AOL Trying to Rise from the Ashes with Facelift and Access to Multiple Email Accounts
AOL is working to resurrect its brand.
By Howie Fenton
Published: November 15, 2010
AOL is working to resurrect its brand. Despite having helped introduce e-mail to the masses in the 1990s, AOL has been steadily losing users and market share in the e-mail space. AOL now has a meager 30.8 million e-mail users, compared with Microsoft (361 million global users), Yahoo (273 million), and Google (193 million). AOL’s new site is offering faster video and the promise of aggregating multiple e-mail accounts onto one site. AOL is trying to reverse a slide that began nearly 10 years ago shortly after being acquired by Time Warner. AOL recently become an independent company again, and has tried to make a comeback, but this will be an uphill battle.
Since Google first introduced Gmail back in 2004, it's groundbreaking and frequently updated feature set has been stealing market share from other providers. Google’s web-based e-mail service offers: increased storage space, a web-based mobile app, Google Chat and many cool features. All other e-mail players have been scrambling to catch up:, Microsoft introduced the Windows Live Hotmail "Wave 4" update last May, and Yahoo has been talking about new Yahoo Mail features and now, it's AOL's turn.

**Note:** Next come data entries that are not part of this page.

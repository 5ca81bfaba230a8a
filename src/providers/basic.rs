//! Generic HTTP(S) provider, the last resort for any link.
//!
//! Resolves by sending a HEAD request and reading the name and size from the
//! response headers. Optional per-host accounts add HTTP Basic credentials to
//! both the probe and the download.

use std::fmt;

use async_trait::async_trait;
use chrono::{DateTime, Utc};
use reqwest::header::{CONTENT_DISPOSITION, CONTENT_LENGTH};
use reqwest::{Client, StatusCode};
use serde::{Deserialize, Serialize};
use url::Url;

use super::send;
use crate::account::{
    Account, AccountError, AccountRecord, AccountStore, Accountant, Field, Prompter, required,
};
use crate::config::{HttpSettings, Settings};
use crate::download::filename::{name_from_url, parse_content_disposition};
use crate::http_client::{ClientBuildError, ClientOptions, build_http_client};
use crate::provider::{ConfigureError, Configured, Provider};
use crate::resolver::utils::{host_matches, is_http_url, rebase};
use crate::resolver::{File, FileSize, Request, ResolveError, Resolvability, Resolver, Settled};
use crate::retrieve::{FetchRequest, RetrieveError, Retriever};

pub(crate) const NAME: &str = "basic";

/// HTTP Basic credentials for one host.
#[derive(Clone, Serialize, Deserialize)]
pub struct BasicAccount {
    pub username: String,
    pub password: String,
    /// Host the credentials apply to; subdomains match too.
    pub host: String,
    #[serde(skip)]
    id: String,
}

impl BasicAccount {
    #[must_use]
    pub fn new(username: impl Into<String>, password: impl Into<String>, host: impl Into<String>) -> Self {
        let mut account = Self {
            username: username.into(),
            password: password.into(),
            host: host.into(),
            id: String::new(),
        };
        account.id = format!("{}@{}", account.username, account.host);
        account
    }

    fn applies_to(&self, url: &Url) -> bool {
        host_matches(url, &self.host)
    }
}

impl fmt::Debug for BasicAccount {
    fn fmt(&self, f: &mut fmt::Formatter<'_>) -> fmt::Result {
        f.debug_struct("BasicAccount")
            .field("username", &self.username)
            .field("password", &"[REDACTED]")
            .field("host", &self.host)
            .finish()
    }
}

impl Account for BasicAccount {
    fn id(&self) -> &str {
        &self.id
    }

    fn is_premium(&self) -> bool {
        true
    }

    fn expires_at(&self) -> Option<DateTime<Utc>> {
        None
    }
}

/// Fallback resolver and retriever for plain HTTP(S) links.
pub struct BasicProvider {
    client: Client,
    page_base: Option<Url>,
    accounts: AccountStore<BasicAccount>,
}

impl BasicProvider {
    /// Creates the provider.
    ///
    /// # Errors
    ///
    /// Returns [`ClientBuildError`] if the HTTP client cannot be built.
    pub fn new(settings: &HttpSettings) -> Result<Self, ClientBuildError> {
        Ok(Self {
            client: build_http_client(NAME, settings, ClientOptions::default())?,
            page_base: None,
            accounts: AccountStore::default(),
        })
    }

    /// Creates the provider with probes sent to `base_url` (for testing with wiremock).
    ///
    /// # Errors
    ///
    /// Returns [`ClientBuildError`] if the HTTP client cannot be built.
    pub fn with_base_url(settings: &HttpSettings, base_url: Url) -> Result<Self, ClientBuildError> {
        let mut provider = Self::new(settings)?;
        provider.page_base = Some(base_url);
        Ok(provider)
    }

    fn account_for(&self, url: &Url) -> Option<&BasicAccount> {
        self.accounts.find(|account| account.applies_to(url))
    }

    async fn probe(&self, request: Request) -> Result<Settled, ResolveError> {
        let url = request.url().clone();
        let target = self
            .page_base
            .as_ref()
            .map_or_else(|| url.clone(), |base| rebase(&url, base));
        let mut head = self.client.head(target.clone());
        if let Some(account) = self.account_for(&url) {
            head = head.basic_auth(&account.username, Some(&account.password));
        }
        let response = send(NAME, &target, head).await?;

        let status = response.status();
        if status == StatusCode::NOT_FOUND {
            return Ok(request.deadend(None));
        }
        if status != StatusCode::OK {
            let error = ResolveError::http(NAME, url.as_str(), status.as_u16());
            return Ok(request.errs(None, error));
        }

        let headers = response.headers();
        let size = headers
            .get(CONTENT_LENGTH)
            .and_then(|value| value.to_str().ok())
            .and_then(|value| value.trim().parse::<u64>().ok())
            .map_or(FileSize::Unknown, FileSize::Known);
        let name = headers
            .get(CONTENT_DISPOSITION)
            .and_then(|value| value.to_str().ok())
            .and_then(parse_content_disposition)
            .unwrap_or_else(|| name_from_url(&url));

        Ok(request.resolves_to(File::new(NAME, url, name, size)))
    }
}

impl fmt::Debug for BasicProvider {
    fn fmt(&self, f: &mut fmt::Formatter<'_>) -> fmt::Result {
        f.debug_struct("BasicProvider")
            .field("page_base", &self.page_base.as_ref().map(Url::as_str))
            .field("accounts", &self.accounts.len())
            .finish_non_exhaustive()
    }
}

impl Provider for BasicProvider {
    fn name(&self) -> &str {
        NAME
    }

    fn resolver(&self) -> Option<&dyn Resolver> {
        Some(self)
    }

    fn retriever(&self) -> Option<&dyn Retriever> {
        Some(self)
    }

    fn accountant(&self) -> Option<&dyn Accountant> {
        Some(self)
    }

    fn configured(&mut self) -> Option<&mut dyn Configured> {
        Some(self)
    }
}

impl Configured for BasicProvider {
    fn configure(&mut self, settings: &Settings) -> Result<(), ConfigureError> {
        let store: AccountStore<BasicAccount> =
            AccountStore::from_records(NAME, settings.account_records(NAME))?;
        // `id` is derived, not persisted.
        self.accounts = AccountStore::new(
            store
                .iter()
                .map(|a| BasicAccount::new(a.username.clone(), a.password.clone(), a.host.clone()))
                .collect(),
        );
        Ok(())
    }
}

#[async_trait]
impl Resolver for BasicProvider {
    fn can_resolve(&self, url: &Url) -> Resolvability {
        if is_http_url(url) {
            Resolvability::Single
        } else {
            Resolvability::Next
        }
    }

    #[tracing::instrument(skip(self, request), fields(url = %request.url()))]
    async fn resolve_one(&self, request: Request) -> Result<Settled, ResolveError> {
        self.probe(request).await
    }
}

#[async_trait]
impl Retriever for BasicProvider {
    fn can_retrieve(&self, _file: &File) -> u32 {
        1
    }

    async fn retrieve(&self, file: &File) -> Result<FetchRequest, RetrieveError> {
        let request = FetchRequest::get(file.url().clone());
        Ok(match self.account_for(file.url()) {
            Some(account) => request.with_basic_auth(&account.username, &account.password),
            None => request,
        })
    }
}

#[async_trait]
impl Accountant for BasicProvider {
    fn fields(&self) -> Vec<Field> {
        vec![
            Field::text("username", "Username"),
            Field::secret("password", "Password"),
            Field::text("host", "Host (e.g. files.example.com)"),
        ]
    }

    async fn new_account(&self, prompter: &dyn Prompter) -> Result<AccountRecord, AccountError> {
        let mut answers = prompter.prompt(&self.fields())?;
        let account = BasicAccount::new(
            required(&mut answers, "username")?,
            required(&mut answers, "password")?,
            required(&mut answers, "host")?.to_ascii_lowercase(),
        );
        let data = serde_json::to_value(&account).map_err(|e| AccountError::Validation {
            provider: NAME.to_string(),
            reason: e.to_string(),
        })?;
        Ok(AccountRecord {
            provider: NAME.to_string(),
            id: account.id,
            data,
        })
    }
}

Not unlike Google’s News feature content, the new AOL homepage will change throughout the day. This "day-part programming," as AOL calls it, will provide break-downs of the most important news for morning, midday, and evening. AOL’s new "The Light Box" feature is a faster in-page video player featuring content from AOL and its partners. Similar to the organization of the popular newspapers, the content will be delivered in the chunks such as latest headlines, local news, daily buzz and video features.
Like the legendary bird, AOL wants to rise from the ashes and become the e-mail leader again with their 'Project Phoenix,' a web-based client built from scratch. Project Phoenix features a number of other upgrades that make it more of a central hub for communicating online. Users of AOL’s new e-mail, available by invitation only here, can pull in messages from Yahoo Mail, Google’s Gmail and Microsoft’s Hotmail, among others, through a simple sign-in process. E-mails from those services then automatically appear in a unified Project Phoenix inbox, although users can also choose to view messages from just one address at a time.
The greatest problem, however, is that Project Phoenix cannot access e-mail from Microsoft Exchange Server – which is the main corporate e-mail system – nor is it compatible with messages sent via Facebook’s existing message service or Twitter. They all may be integrated later, according to AOL.
As someone who has a company e-mail account and a personal e-mail account the idea of having one site to log into that can show both has merit. If we avoid the controversy of AOL as an e-mail provider, or the lack of integration with Microsoft Exchange Server what do you think about the idea of aggregating multiple e-mail accounts onto one site?
Personally I would love to have one place to log into that could gather all e-mail, but what do you think? Would you use a site that could aggregate multiple e-mail accounts onto one site?